In this context, both the logic component and the power semiconductor component have until now been protected by means of the active zener clamping, i.e. from a specific zener clamping voltage the protection structure starts to conduct with a relatively low internal resistance so that a further rise in voltage at the semiconductor component is prevented. The level of the zener clamping is selected here such that only the high and short dynamic overvoltages are limited, but not the static overvoltage increases such as occur in the event of the abovementioned load dump pulse in motor vehicle electronics.
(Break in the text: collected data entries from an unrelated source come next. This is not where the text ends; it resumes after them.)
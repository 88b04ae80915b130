//! # Cash Session Repository
//!
//! Session lifecycle (open/close), movement append/remove, and the cached
//! accumulator maintenance, each as one SQLite transaction.
//!
//! ## Transaction Shape
//! ```text
//! ┌─────────────────────────────────────────────────────────────────────────┐
//! │  append_movement(date, ...)                                             │
//! │                                                                         │
//! │  BEGIN                                                                  │
//! │    SELECT session            ← absent → SessionState("absent")         │
//! │    apply_append (pure)       ← closed/invalid → error, nothing written │
//! │    INSERT movement row                                                  │
//! │    UPDATE session SET accumulators, version = version + 1              │
//! │           WHERE date = ? AND version = ?   ← 0 rows → Conflict         │
//! │  COMMIT                                                                 │
//! │  notify(MovementAppended)    ← only after the commit                   │
//! │                                                                         │
//! │  A crash anywhere inside rolls the whole step back: the movement row   │
//! │  and its accumulator update are never observable apart.                │
//! └─────────────────────────────────────────────────────────────────────────┘
//! ```

use std::sync::Arc;

use chrono::NaiveDate;
use sqlx::{SqliteConnection, SqlitePool};
use tracing::{debug, info, warn};

use till_core::ledger::{self, LedgerTotals, MovementFilter};
use till_core::money::Money;
use till_core::reconcile::CashCount;
use till_core::types::{
    CashSession, Movement, MovementKind, MovementSource, PaymentMethod, SessionStatus,
};
use till_core::validation::validate_label;
use till_core::CoreError;

use crate::error::{StoreError, StoreResult};
use crate::events::{LedgerEvent, NotificationSink};
use crate::runtime::{Clock, IdGenerator};

// =============================================================================
// Movement Row Mapping
// =============================================================================

/// Raw movements table row; `source` is the tagged JSON column.
#[derive(Debug, sqlx::FromRow)]
pub(crate) struct MovementRow {
    pub id: String,
    pub session_date: NaiveDate,
    pub position: i64,
    pub kind: MovementKind,
    pub method: PaymentMethod,
    pub amount_cents: i64,
    pub label: Option<String>,
    pub source: String,
    pub created_at: chrono::DateTime<chrono::Utc>,
}

impl MovementRow {
    pub(crate) fn into_movement(self) -> StoreResult<Movement> {
        let source: MovementSource = serde_json::from_str(&self.source).map_err(|e| {
            StoreError::Internal(format!("corrupt movement source for {}: {e}", self.id))
        })?;
        Ok(Movement {
            id: self.id,
            session_date: self.session_date,
            position: self.position,
            kind: self.kind,
            method: self.method,
            amount_cents: self.amount_cents,
            label: self.label,
            source,
            created_at: self.created_at,
        })
    }
}

// =============================================================================
// Shared Transaction Helpers
// =============================================================================
// Also used by the credit and cash-sale flows, which post movements inside
// their own transactions.

pub(crate) async fn fetch_session(
    conn: &mut SqliteConnection,
    date: NaiveDate,
) -> StoreResult<Option<CashSession>> {
    let session = sqlx::query_as::<_, CashSession>(
        "SELECT date, status, opening_cents, income_cents, expense_cents, profit_cents, \
                counted_cents, difference_cents, opened_at, closed_at, version \
         FROM cash_sessions WHERE date = ?",
    )
    .bind(date)
    .fetch_optional(&mut *conn)
    .await?;

    Ok(session)
}

/// Fetches the session a mutation targets, mapping "absent" to the same
/// SessionState error the pure guards raise for "closed".
pub(crate) async fn fetch_session_for(
    conn: &mut SqliteConnection,
    date: NaiveDate,
    operation: &str,
) -> StoreResult<CashSession> {
    fetch_session(conn, date)
        .await?
        .ok_or_else(|| CoreError::session_state(date, "absent", operation).into())
}

pub(crate) async fn fetch_movements(
    conn: &mut SqliteConnection,
    date: NaiveDate,
) -> StoreResult<Vec<Movement>> {
    let rows = sqlx::query_as::<_, MovementRow>(
        "SELECT id, session_date, position, kind, method, amount_cents, label, source, created_at \
         FROM movements WHERE session_date = ? ORDER BY position",
    )
    .bind(date)
    .fetch_all(&mut *conn)
    .await?;

    rows.into_iter().map(MovementRow::into_movement).collect()
}

/// Next insertion position within a session's ledger. Positions are never
/// reused after a delete; gaps are fine, order is what matters.
pub(crate) async fn next_position(
    conn: &mut SqliteConnection,
    date: NaiveDate,
) -> StoreResult<i64> {
    let position: i64 = sqlx::query_scalar(
        "SELECT COALESCE(MAX(position) + 1, 0) FROM movements WHERE session_date = ?",
    )
    .bind(date)
    .fetch_one(&mut *conn)
    .await?;

    Ok(position)
}

pub(crate) async fn insert_movement(
    conn: &mut SqliteConnection,
    movement: &Movement,
) -> StoreResult<()> {
    let source = serde_json::to_string(&movement.source)
        .map_err(|e| StoreError::Internal(format!("serialize movement source: {e}")))?;

    sqlx::query(
        "INSERT INTO movements \
            (id, session_date, position, kind, method, amount_cents, label, source, created_at) \
         VALUES (?, ?, ?, ?, ?, ?, ?, ?, ?)",
    )
    .bind(&movement.id)
    .bind(movement.session_date)
    .bind(movement.position)
    .bind(movement.kind)
    .bind(movement.method)
    .bind(movement.amount_cents)
    .bind(&movement.label)
    .bind(source)
    .bind(movement.created_at)
    .execute(&mut *conn)
    .await?;

    Ok(())
}
use super::{
    Board, ChessPiece, Color, MoveMask, PieceId, PieceKind, Position, DIAGONALS, KNIGHT_JUMPS,
    ORTHOGONALS,
};

/// Match state that move generation depends on, besides the board itself.
#[derive(Clone, Copy, PartialEq, Eq, Debug, Default)]
pub struct MoveContext {
    /// Whether a King that has never moved may be offered castling targets.
    ///
    /// Castling is never allowed out of check.
    pub castling_allowed: bool,

    /// The pawn that just advanced two rows, if any, and may therefore be captured en passant.
    pub en_passant: Option<PieceId>,
}

/// Computes every cell the piece known by `id` could move to next.
///
/// These are pseudo-legal moves: whether a move would leave the mover's own King in check is
/// not considered here. A piece that is not on the board has no moves.
pub fn possible_moves(board: &Board, id: PieceId, context: &MoveContext) -> MoveMask {
    let piece = board.get(id);
    let Some(from) = piece.position() else {
        return MoveMask::new(board.rows(), board.columns());
    };
    let color = piece.color();

    match piece.kind() {
        PieceKind::Pawn => pawn_moves(board, from, color, context.en_passant),
        PieceKind::Knight => knight_moves(board, from, color),
        PieceKind::Bishop => sliding_moves(board, from, color, &DIAGONALS),
        PieceKind::Rook => sliding_moves(board, from, color, &ORTHOGONALS),
        PieceKind::Queen => {
            sliding_moves(board, from, color, &ORTHOGONALS)
                | &sliding_moves(board, from, color, &DIAGONALS)
        }
        PieceKind::King => king_moves(board, piece, from, context.castling_allowed),
    }
}

/// Returns `true` if the piece known by `id` has at least one possible move.
pub fn has_possible_move(board: &Board, id: PieceId, context: &MoveContext) -> bool {
    possible_moves(board, id, context).is_nonempty()
}

/// Casts a ray from `from` along every direction until it leaves the board or hits a piece.
///
/// A friendly piece stops the ray on the previous cell; an enemy piece stops it on its own
/// cell, which is marked as a capture.
pub fn sliding_moves(
    board: &Board,
    from: Position,
    color: Color,
    directions: &[(i32, i32)],
) -> MoveMask {
    let mut moves = MoveMask::new(board.rows(), board.columns());

    for &(rows, columns) in directions {
        let mut to = from.offset(rows, columns);
        while board.is_vacant(to) {
            moves.set(to);
            to = to.offset(rows, columns);
        }

        if board.is_opponent_at(to, color) {
            moves.set(to);
        }
    }

    moves
}

/// The eight Knight jumps, onto empty or enemy-occupied cells.
pub fn knight_moves(board: &Board, from: Position, color: Color) -> MoveMask {
    let mut moves = MoveMask::new(board.rows(), board.columns());

    for (rows, columns) in KNIGHT_JUMPS {
        let to = from.offset(rows, columns);
        if board.can_land(to, color) {
            moves.set(to);
        }
    }

    moves
}

/// The eight adjacent cells, plus castling.
///
/// Castling is offered when the King has never moved, `castling_allowed` is set, a never-moved
/// Rook of the same color stands three columns to the right (kingside) or four to the left
/// (queenside), and every cell in between is empty. The King's target is two columns towards
/// that Rook.
pub fn king_moves(
    board: &Board,
    king: &ChessPiece,
    from: Position,
    castling_allowed: bool,
) -> MoveMask {
    let mut moves = MoveMask::new(board.rows(), board.columns());
    let color = king.color();

    for (rows, columns) in ORTHOGONALS.into_iter().chain(DIAGONALS) {
        let to = from.offset(rows, columns);
        if board.can_land(to, color) {
            moves.set(to);
        }
    }

    if king.move_count() == 0 && castling_allowed {
        // Kingside
        if is_castling_rook(board, from.offset(0, 3), color)
            && (1..=2).all(|i| board.is_vacant(from.offset(0, i)))
        {
            moves.set(from.offset(0, 2));
        }

        // Queenside
        if is_castling_rook(board, from.offset(0, -4), color)
            && (1..=3).all(|i| board.is_vacant(from.offset(0, -i)))
        {
            moves.set(from.offset(0, -2));
        }
    }

    moves
}

fn is_castling_rook(board: &Board, position: Position, color: Color) -> bool {
    board.occupant(position).is_some_and(|piece| {
        piece.kind() == PieceKind::Rook && piece.color() == color && piece.move_count() == 0
    })
}

/// Pawn pushes and captures, including en passant.
///
/// * One step forward onto an empty cell.
/// * Two steps forward from the starting row, if both cells are empty.
/// * One step diagonally forward onto an enemy piece.
/// * One step diagonally forward onto the empty cell behind `en_passant`, if that pawn is an
///   enemy standing right beside this one on the en passant row.
pub fn pawn_moves(
    board: &Board,
    from: Position,
    color: Color,
    en_passant: Option<PieceId>,
) -> MoveMask {
    let mut moves = MoveMask::new(board.rows(), board.columns());
    let forward = color.forward();

    let one = from.offset(forward, 0);
    if board.is_vacant(one) {
        moves.set(one);

        let two = from.offset(2 * forward, 0);
        if from.row() == color.pawn_row() && board.is_vacant(two) {
            moves.set(two);
        }
    }

    for side in [-1, 1] {
        let diagonal = from.offset(forward, side);
        if board.is_opponent_at(diagonal, color) {
            moves.set(diagonal);
        }
    }

    if from.row() == color.en_passant_row() {
        if let Some(victim) = en_passant.map(|id| board.get(id)) {
            let is_enemy_pawn = victim.kind() == PieceKind::Pawn && victim.color() != color;

            for side in [-1, 1] {
                if is_enemy_pawn && victim.position() == Some(from.offset(0, side)) {
                    moves.set(from.offset(forward, side));
                }
            }
        }
    }

    moves
}
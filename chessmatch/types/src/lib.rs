/// The error taxonomy shared by the board, the pieces and the match.
pub mod error;
/// A boolean matrix over the board, used to report where a piece may move.
pub mod mask;
/// Enums for piece kinds, colors, and a struct for a chess piece.
pub mod piece;
/// Grid coordinates and algebraic chess coordinates, and the mapping between them.
pub mod position;
/// Board dimensions and the standard starting layout.
pub mod utils;

pub use error::*;
pub use mask::*;
pub use piece::*;
pub use position::*;
pub use utils::*;

/// Re-exports all the things you'll need.
pub mod prelude {
    pub use crate::error::*;
    pub use crate::mask::*;
    pub use crate::piece::*;
    pub use crate::position::*;
    pub use crate::utils::*;
}
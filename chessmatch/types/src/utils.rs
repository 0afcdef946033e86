use super::PieceKind;

/// Number of rows on a chess board.
pub const BOARD_ROWS: usize = 8;

/// Number of columns on a chess board.
pub const BOARD_COLUMNS: usize = 8;

/// Number of cells on a chess board.
pub const BOARD_CELLS: usize = BOARD_ROWS * BOARD_COLUMNS;

/// Highest number of pieces that can ever be on a chess board at once.
pub const MAX_PIECES: usize = BOARD_CELLS;

/// Piece kinds of a back rank in the standard starting position, from the a-file to the h-file.
pub const BACK_RANK: [PieceKind; BOARD_COLUMNS] = [
    PieceKind::Rook,
    PieceKind::Knight,
    PieceKind::Bishop,
    PieceKind::Queen,
    PieceKind::King,
    PieceKind::Bishop,
    PieceKind::Knight,
    PieceKind::Rook,
];

/// Offsets a Knight can jump by, as `(rows, columns)`.
pub const KNIGHT_JUMPS: [(i32, i32); 8] = [
    (-2, -1),
    (-2, 1),
    (-1, -2),
    (-1, 2),
    (1, -2),
    (1, 2),
    (2, -1),
    (2, 1),
];

/// Orthogonal ray directions, as `(rows, columns)`.
pub const ORTHOGONALS: [(i32, i32); 4] = [(-1, 0), (1, 0), (0, -1), (0, 1)];

/// Diagonal ray directions, as `(rows, columns)`.
pub const DIAGONALS: [(i32, i32); 4] = [(-1, -1), (-1, 1), (1, -1), (1, 1)];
Clamping in the static state means a high power loss, specifically the product of the clamping voltage times the current, and would under certain circumstances thermally destroy the protection structures. This is particularly critical for the clamping of the power semiconductor component because here the current is determined essentially by the coupled load 4, as shown in FIG. 1A. The clamping of the logic component is relatively noncritical because it occurs in conjunction with a relatively high-impedance, current-limiting resistance RGND, as shown in FIG. 1A.
Therefore, it would be advantageous to specify a vehicle on-board electric power system with at least one power transistor which has more efficient clamping of the power transistors. Furthermore, it would be advantageous to provide a method for protecting a vehicle on-board electric power system by using an appropriately designed power transistor.